For those who cannot help but remember, Cooper is organizing a support group
for the families of heroin victims.

The idea came from Capt. Ernie Scott, head of the Orange County sheriff's
drug unit. Victims' families are helping the Sheriff's Office make a
16-minute video on the dangers of drugs.

About a dozen overdose victims appear in the video the way deputies found
them. Some were teenagers. Others were slightly older. Some have the pasty
look of mannequins. Others have the choked-blue look of death.

The first audience will be every member of the Sheriff's Office. Sheriff
Kevin Beary issued the order, partly to make sure his deputies understand
how families of overdose victims suffer.

"Will it make a difference? Who knows," Scott said. "But the families all
say if it saves one life, it's worth it."

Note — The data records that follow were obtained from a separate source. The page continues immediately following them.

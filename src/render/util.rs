//! Render-time helpers.

use std::time::Instant;

/// A simple frame timer returning `dt` (seconds since the last `tick()`).
///
/// `tick()` clamps unreasonable `dt` (e.g. when resuming from a breakpoint or after the
/// window was hidden) so camera motion never jumps.
#[derive(Debug, Clone)]
pub struct FrameClock {
    last: Instant,
    /// Max dt allowed from `tick()` (in seconds).
    max_dt: f32,
}

impl FrameClock {
    pub fn new() -> Self {
        Self {
            last: Instant::now(),
            max_dt: 0.1, // 100ms
        }
    }

    /// Advance the clock and return `dt` in seconds, clamped to `[0, max_dt]`.
    #[inline]
    pub fn tick(&mut self) -> f32 {
        let now = Instant::now();
        let dt = (now - self.last).as_secs_f32();
        self.last = now;
        dt.clamp(0.0, self.max_dt)
    }
}

impl Default for FrameClock {
    fn default() -> Self {
        Self::new()
    }
}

Law enforcement officials say they need more money, manpower, drug treatment
and education programs to win the fight. But they say it can't be won while
public apathy remains so high.

"Imagine if a gunman was out and responsible for the death of 50 people. We
would be outraged," said Seminole County Sheriff Don Eslinger, head of the
board that oversees the High Intensity Drug Trafficking Area task force.

"There's no difference between the heroin trafficker and someone who puts a
gun to someone else's head . . .," he said. "How we face the problem today
determines the success or failure of our community in the future."